Our cherry season never seems to end this year, but we are certainly not complaining. Not only did we get cherries here at the farm, but we enjoyed more on the east coast. And just when we thought it was over, a local farm had one last batch of tasty Bing cherries. We made plenty of cherry cocktails (a Cherry Fling, a Caipirinha and a Manhattan) and desserts like clafoutis, so now it’s time for cherry pie. Many recipes use sour cherries in pies, but they are very hard to find and we like the Bing cherries. It was just a matter of time before the Bing cherries ended up in a pie.
For this pie, Carolyn combines elements from a number of recipes, so it is very much her creation. And it is a very, very good pie. The key, at least to our tastes, is the use of a crumbly, crunchy streusel topping instead of a full dough or lattice top. Not only is it easy, but the streusel adds extra crunch and flavor that, combined with smooth vanilla ice cream and bright, sweet Bing cherries, makes for an excellent dish. This pie was a hit with the kids and adults, and there was nothing left over.
Making the pie is, admittedly, a multi-step process. You must make the pie dough and the streusel and prepare the cherry filling. All of these steps are easy enough (particularly with a food processor), but they do require time. Most of the techniques are also familiar, but we will note the use of vodka along with water in the pie crust. While adding no flavor, the vodka moistens like water but does not activate the gluten in the flour. You get a more tender crust in the final pie- and the booze cooks out. While you do not have to use vodka, we use this recipe for almost all of our sweet pie dough and the texture is noticeably better. Certainly worth a try, and you can make this dough ahead of time.

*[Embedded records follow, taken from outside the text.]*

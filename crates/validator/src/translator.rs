//! Rendering validation errors into messages.
//!
//! A template is picked for each error in priority order:
//!
//! 1. `"{field}.{rule}"`
//! 2. `"{field}"` (one message for the whole field)
//! 3. `"{rule}"`
//! 4. [`DEFAULT_TEMPLATE_KEY`]
//! 5. [`FALLBACK_TEMPLATE`]
//!
//! Templates contain `:name` placeholders. `:attribute` is the field label
//! (or the field path itself); every error parameter is available under its
//! own name, with label lookup applied to its value.

use std::cmp::Reverse;
use std::collections::HashMap;
use std::sync::Arc;

use indexmap::IndexMap;
use serde::{Deserialize, Serialize};
use tracing::trace;

use crate::error::ValidationError;

/// Template key consulted when neither the field nor the rule has one.
pub const DEFAULT_TEMPLATE_KEY: &str = "default";

/// Template used when no template matches at all.
pub const FALLBACK_TEMPLATE: &str = "The :attribute does not pass the validation.";

const ATTRIBUTE: &str = "attribute";

// ============================================================================
// CONFIG
// ============================================================================

/// Serializable labels and templates, e.g. a locale bundle loaded from JSON.
///
/// # Examples
///
/// ```
/// use tessera_validator::{Translator, TranslatorConfig};
///
/// let config: TranslatorConfig = serde_json::from_str(r#"{
///     "labels": {"age": "Age"},
///     "templates": {"min": ":attribute must be at least :min"}
/// }"#).unwrap();
///
/// let translator = Translator::from_config(config);
/// assert_eq!(translator.label("age"), "Age");
/// ```
#[derive(Debug, Clone, Default, PartialEq, Eq, Serialize, Deserialize)]
#[serde(default)]
pub struct TranslatorConfig {
    pub labels: IndexMap<String, String>,
    pub templates: IndexMap<String, String>,
}

// ============================================================================
// TRANSLATOR
// ============================================================================

/// Renders validation errors with labels and templates.
///
/// Cloning is cheap; `with_labels` and `with_templates` return a new
/// translator and leave the original untouched.
#[derive(Debug, Clone, Default)]
pub struct Translator {
    labels: Arc<HashMap<String, String>>,
    templates: Arc<HashMap<String, String>>,
}

impl Translator {
    /// Creates a translator without labels or templates; every error renders
    /// with [`FALLBACK_TEMPLATE`].
    pub fn new() -> Self {
        Self::default()
    }

    pub fn from_config(config: TranslatorConfig) -> Self {
        Self::new()
            .with_labels(config.labels)
            .with_templates(config.templates)
    }

    /// Returns a translator with `labels` merged over the current ones.
    #[must_use = "with_labels returns a new translator"]
    pub fn with_labels<I, K, V>(&self, labels: I) -> Self
    where
        I: IntoIterator<Item = (K, V)>,
        K: Into<String>,
        V: Into<String>,
    {
        let mut translator = self.clone();
        Arc::make_mut(&mut translator.labels)
            .extend(labels.into_iter().map(|(k, v)| (k.into(), v.into())));
        translator
    }

    /// Returns a translator with `templates` merged over the current ones.
    #[must_use = "with_templates returns a new translator"]
    pub fn with_templates<I, K, V>(&self, templates: I) -> Self
    where
        I: IntoIterator<Item = (K, V)>,
        K: Into<String>,
        V: Into<String>,
    {
        let mut translator = self.clone();
        Arc::make_mut(&mut translator.templates)
            .extend(templates.into_iter().map(|(k, v)| (k.into(), v.into())));
        translator
    }

    /// Returns the label for `key`, or `key` itself.
    pub fn label<'a>(&'a self, key: &'a str) -> &'a str {
        self.labels.get(key).map_or(key, String::as_str)
    }

    /// Returns the registered template for `key`, if any.
    pub fn template(&self, key: &str) -> Option<&str> {
        self.templates.get(key).map(String::as_str)
    }

    /// Picks the template for one failed `rule` of `field`.
    pub fn template_for(&self, field: &str, rule: &str) -> &str {
        self.template(&format!("{field}.{rule}"))
            .or_else(|| self.template(field))
            .or_else(|| self.template(rule))
            .or_else(|| self.template(DEFAULT_TEMPLATE_KEY))
            .unwrap_or(FALLBACK_TEMPLATE)
    }

    /// Renders one error.
    ///
    /// # Examples
    ///
    /// ```
    /// use tessera_validator::{Translator, ValidationError};
    ///
    /// let translator = Translator::new()
    ///     .with_labels([("age", "Age")])
    ///     .with_templates([("min", ":attribute must be at least :min")]);
    ///
    /// let error = ValidationError::new("age", "min").with_param("min", "18");
    /// assert_eq!(translator.translate(&error), "Age must be at least 18");
    /// ```
    pub fn translate(&self, error: &ValidationError) -> String {
        let template = self.template_for(&error.field, &error.rule);
        self.render(template, &error.field, &error.params)
    }

    /// Renders the errors of one field.
    ///
    /// A field-level template collapses the field to a single message,
    /// rendered with the parameters of the first error; otherwise every error
    /// gets its own message.
    pub fn messages(&self, field: &str, errors: &[ValidationError]) -> Vec<String> {
        let Some(first) = errors.first() else {
            return Vec::new();
        };

        match self.template(field) {
            Some(template) => vec![self.render(template, field, &first.params)],
            None => errors.iter().map(|error| self.translate(error)).collect(),
        }
    }

    /// Substitutes placeholders in `template` in a single left-to-right
    /// pass. At each `:` the longest known placeholder name wins; unknown
    /// tokens are kept verbatim and substituted text is never rescanned.
    pub fn render(&self, template: &str, field: &str, params: &IndexMap<String, String>) -> String {
        trace!(field, template, "rendering message");

        let mut placeholders: Vec<(&str, &str)> = Vec::with_capacity(params.len() + 1);
        placeholders.push((ATTRIBUTE, self.label(field)));
        for (name, value) in params {
            if name != ATTRIBUTE {
                placeholders.push((name.as_str(), self.label(value)));
            }
        }
        // Longest names first so the first match is the longest one.
        placeholders.sort_by_key(|(name, _)| Reverse(name.len()));

        substitute(template, &placeholders)
    }
}

fn substitute(template: &str, placeholders: &[(&str, &str)]) -> String {
    let mut out = String::with_capacity(template.len());
    let mut rest = template;

    while let Some(pos) = rest.find(':') {
        out.push_str(&rest[..pos]);
        let after = &rest[pos + 1..];

        match placeholders
            .iter()
            .find(|(name, _)| !name.is_empty() && after.starts_with(name))
        {
            Some((name, value)) => {
                out.push_str(value);
                rest = &after[name.len()..];
            }
            None => {
                out.push(':');
                rest = after;
            }
        }
    }

    out.push_str(rest);
    out
}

Otherwise, making the pie is a straightforward process. Use the food processor to create the dough. Then chill it to make it easier to roll-out. Meanwhile assemble the streusel in a medium bowl, it requires no cooking and it’s quick. It does, however, take some time to make the filling. Pit the cherries and then combine a cup of the fruit with the sugar in a saucepan over medium heat. Cook the cherries and sugar to form a light syrup and thicken with a cornstarch mixture. Then add in the uncooked cherries along with nutmeg and melted butter. This may seem like extra effort, but it is worth the work. The filling ends up with deep flavor and a mix of textures. And since the cornstarch is cooked twice, there are no raw or starchy flavors in the filling. Good stuff.